►

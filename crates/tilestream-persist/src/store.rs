use std::fs;
use std::io::ErrorKind;
use std::path::Path;
use std::sync::Arc;

use tilestream_core::{ChunkCoord, ChunkData, EntityRecord, MobileChunk, RegionCoord, TileTable};

use crate::compress;
use crate::error::PersistError;
use crate::layout::SaveLayout;
use crate::load::{self, DecodeReport};
use crate::region::{self, SubRegionRecord};
use crate::save;

/// File-backed storage for one dimension of a save slot.
///
/// Every record is deflate-compressed. A record that fails to inflate or
/// decode is deleted and reported as absent, so callers fall back to
/// generation instead of retrying a broken file forever. Shared between
/// worker threads behind an `Arc`.
#[derive(Debug, Clone)]
pub struct WorldStorage {
    layout: SaveLayout,
    tiles: Arc<TileTable>,
}

impl WorldStorage {
    pub fn new(layout: SaveLayout, tiles: Arc<TileTable>) -> Self {
        Self { layout, tiles }
    }

    pub fn layout(&self) -> &SaveLayout {
        &self.layout
    }

    pub fn tiles(&self) -> &TileTable {
        &self.tiles
    }

    /// Load a chunk record into `chunk` (which must be reset to `coord`).
    ///
    /// Returns `Ok(None)` when no usable record exists; `chunk` is then
    /// blank again.
    pub fn read_chunk(
        &self,
        coord: ChunkCoord,
        chunk: &mut ChunkData,
    ) -> Result<Option<DecodeReport>, PersistError> {
        let path = self.layout.chunk_path(coord);
        let tiles = &self.tiles;
        let result = read_record(&path, |bytes| load::decode_chunk(bytes, tiles, chunk))?;
        match result {
            Some(report) => {
                log_inconsistencies(&path, &report);
                Ok(Some(report))
            }
            None => {
                chunk.reset(coord);
                Ok(None)
            }
        }
    }

    /// Persist a chunk. Chunks without edited layers have nothing worth
    /// keeping; their stale record, if any, is left as is.
    pub fn write_chunk(&self, chunk: &ChunkData) -> Result<bool, PersistError> {
        if !chunk.has_edits() {
            return Ok(false);
        }
        let bytes = save::encode_chunk(chunk, &self.tiles)?;
        write_record(&self.layout.chunk_path(chunk.coord()), &bytes)?;
        Ok(true)
    }

    pub fn read_region(
        &self,
        coord: RegionCoord,
        sub_region_count: usize,
    ) -> Result<Option<Vec<SubRegionRecord>>, PersistError> {
        let path = self.layout.region_path(coord);
        read_record(&path, |bytes| region::decode_region(bytes, sub_region_count))
    }

    pub fn write_region(
        &self,
        coord: RegionCoord,
        sub_regions: &[SubRegionRecord],
    ) -> Result<(), PersistError> {
        let bytes = region::encode_region(sub_regions)?;
        write_record(&self.layout.region_path(coord), &bytes)
    }

    pub fn read_mobile(&self, uid: u32) -> Result<Option<MobileChunk>, PersistError> {
        let path = self.layout.mobile_path(uid);
        let tiles = &self.tiles;
        let result = read_record(&path, |bytes| load::decode_mobile_chunk(uid, bytes, tiles))?;
        Ok(result.map(|(mobile, report)| {
            log_inconsistencies(&path, &report);
            mobile
        }))
    }

    pub fn write_mobile(&self, mobile: &MobileChunk) -> Result<(), PersistError> {
        let bytes = save::encode_mobile_chunk(mobile, &self.tiles)?;
        write_record(&self.layout.mobile_path(mobile.uid), &bytes)
    }

    pub fn read_entity(&self, uid: u32) -> Result<Option<EntityRecord>, PersistError> {
        let path = self.layout.entity_path(uid);
        read_record(&path, |bytes| load::decode_entity(uid, bytes))
    }

    pub fn write_entity(&self, entity: &EntityRecord) -> Result<(), PersistError> {
        let bytes = save::encode_entity(entity);
        write_record(&self.layout.entity_path(entity.uid), &bytes)
    }
}

/// Read, inflate, and decode one record.
///
/// Missing files yield `Ok(None)`. Corrupt files are deleted and also
/// yield `Ok(None)`. Only I/O failures other than not-found propagate.
fn read_record<T>(
    path: &Path,
    decode: impl FnOnce(&[u8]) -> Result<T, PersistError>,
) -> Result<Option<T>, PersistError> {
    let compressed = match fs::read(path) {
        Ok(bytes) => bytes,
        Err(e) if e.kind() == ErrorKind::NotFound => return Ok(None),
        Err(e) => return Err(e.into()),
    };

    let decoded = compress::decompress(&compressed).and_then(|raw| decode(&raw));
    match decoded {
        Ok(value) => Ok(Some(value)),
        Err(e) => {
            log::warn!("Corrupt record {} ({}), deleting", path.display(), e);
            if let Err(remove_err) = fs::remove_file(path) {
                log::error!("Failed to delete {}: {}", path.display(), remove_err);
            }
            Ok(None)
        }
    }
}

/// Compress and write a record, replacing any previous file only once
/// the new contents are fully on disk.
fn write_record(path: &Path, raw: &[u8]) -> Result<(), PersistError> {
    if let Some(parent) = path.parent() {
        fs::create_dir_all(parent)?;
    }
    let compressed = compress::compress(raw)?;
    let tmp = path.with_extension("tmp");
    fs::write(&tmp, compressed)?;
    fs::rename(&tmp, path)?;
    Ok(())
}

fn log_inconsistencies(path: &Path, report: &DecodeReport) {
    if !report.unknown_tiles.is_empty() {
        log::warn!(
            "{}: unknown tile types {:?} cleared to empty",
            path.display(),
            report.unknown_tiles
        );
    }
    if report.bad_indices > 0 {
        log::warn!(
            "{}: {} cells referenced palette entries out of range",
            path.display(),
            report.bad_indices
        );
    }
}

#[cfg(test)]
mod tests {
    use super::*;
    use crate::layout::WorldMode;
    use glam::{IVec2, Vec2};
    use tilestream_core::{Tile, TileDef, TileLayer};

    fn storage(root: &Path) -> WorldStorage {
        let tiles = TileTable::from_defs(vec![
            TileDef {
                id: 1,
                name: "core:stone".into(),
            },
            TileDef {
                id: 2,
                name: "core:dirt".into(),
            },
        ])
        .expect("valid table");
        WorldStorage::new(
            SaveLayout::new(root, "slot", WorldMode::Play, "overworld"),
            Arc::new(tiles),
        )
    }

    #[test]
    fn test_chunk_file_roundtrip() {
        let dir = tempfile::tempdir().expect("tempdir");
        let storage = storage(dir.path());
        let coord = IVec2::new(-1, 4);

        let mut chunk = ChunkData::new(coord);
        chunk.set_tile(TileLayer::Main, 3, 3, Tile::new(2, 9)).expect("set");
        assert!(storage.write_chunk(&chunk).expect("write"));
        assert!(storage.layout().chunk_path(coord).exists());

        let mut loaded = ChunkData::new(coord);
        let report = storage.read_chunk(coord, &mut loaded).expect("read");
        assert!(report.is_some());
        assert!(loaded.same_content(&chunk));
    }

    #[test]
    fn test_missing_chunk_is_none() {
        let dir = tempfile::tempdir().expect("tempdir");
        let storage = storage(dir.path());
        let mut chunk = ChunkData::new(IVec2::ZERO);
        assert!(storage.read_chunk(IVec2::ZERO, &mut chunk).expect("read").is_none());
    }

    #[test]
    fn test_unedited_chunk_not_written() {
        let dir = tempfile::tempdir().expect("tempdir");
        let storage = storage(dir.path());
        let mut chunk = ChunkData::new(IVec2::ZERO);
        chunk.place_tile(TileLayer::Main, 0, 0, Tile::new(1, 0)).expect("place");
        assert!(!storage.write_chunk(&chunk).expect("write"));
        assert!(!storage.layout().chunk_path(IVec2::ZERO).exists());
    }

    #[test]
    fn test_corrupt_chunk_deleted() {
        let dir = tempfile::tempdir().expect("tempdir");
        let storage = storage(dir.path());
        let coord = IVec2::new(2, 2);
        let path = storage.layout().chunk_path(coord);
        fs::create_dir_all(path.parent().expect("parent")).expect("mkdir");

        // Valid deflate stream holding a palette entry with a bad symbol.
        let bogus = compress::compress(&[1, 1, 250]).expect("deflate");
        fs::write(&path, bogus).expect("write");

        let mut chunk = ChunkData::new(coord);
        chunk.set_tile(TileLayer::Main, 0, 0, Tile::new(1, 0)).expect("set");
        let result = storage.read_chunk(coord, &mut chunk).expect("read");

        assert!(result.is_none());
        assert!(!path.exists(), "corrupt file should be deleted");
        assert!(!chunk.has_edits());
        assert_eq!(chunk.tile(TileLayer::Main, 0, 0), Tile::EMPTY);
    }

    #[test]
    fn test_undeflatable_region_deleted() {
        let dir = tempfile::tempdir().expect("tempdir");
        let storage = storage(dir.path());
        let coord = IVec2::new(0, 0);
        let path = storage.layout().region_path(coord);
        fs::create_dir_all(path.parent().expect("parent")).expect("mkdir");
        fs::write(&path, [0xFFu8, 0x00, 0x13]).expect("write");

        assert!(storage.read_region(coord, 16).expect("read").is_none());
        assert!(!path.exists());
    }

    #[test]
    fn test_region_and_entity_files() {
        let dir = tempfile::tempdir().expect("tempdir");
        let storage = storage(dir.path());
        let subs = vec![
            SubRegionRecord {
                mobile_chunks: vec![3],
                entities: vec![8, 9],
            },
            SubRegionRecord::default(),
        ];
        storage.write_region(IVec2::new(1, 1), &subs).expect("write region");
        assert_eq!(
            storage.read_region(IVec2::new(1, 1), 2).expect("read"),
            Some(subs)
        );

        let entity = EntityRecord {
            uid: 8,
            position: Vec2::new(5.0, 6.0),
            payload: b"hp=10".to_vec(),
        };
        storage.write_entity(&entity).expect("write entity");
        assert_eq!(storage.read_entity(8).expect("read"), Some(entity));
        assert_eq!(storage.read_entity(9).expect("read"), None);
    }
}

◄

What this task involves: Retype every line of the listing, word for word, from its opening line to the line that holds "pub fn tiles(&self)", and include that last line too.

Answer box:
filename crates/tilestream-persist/src/store.rs
use std::fs;
use std::io::ErrorKind;
use std::path::Path;
use std::sync::Arc;

use tilestream_core::{ChunkCoord, ChunkData, EntityRecord, MobileChunk, RegionCoord, TileTable};

use crate::compress;
use crate::error::PersistError;
use crate::layout::SaveLayout;
use crate::load::{self, DecodeReport};
use crate::region::{self, SubRegionRecord};
use crate::save;

/// File-backed storage for one dimension of a save slot.
///
/// Every record is deflate-compressed. A record that fails to inflate or
/// decode is deleted and reported as absent, so callers fall back to
/// generation instead of retrying a broken file forever. Shared between
/// worker threads behind an `Arc`.
#[derive(Debug, Clone)]
pub struct WorldStorage {
    layout: SaveLayout,
    tiles: Arc<TileTable>,
}

impl WorldStorage {
    pub fn new(layout: SaveLayout, tiles: Arc<TileTable>) -> Self {
        Self { layout, tiles }
    }

    pub fn layout(&self) -> &SaveLayout {
        &self.layout
    }

    pub fn tiles(&self) -> &TileTable {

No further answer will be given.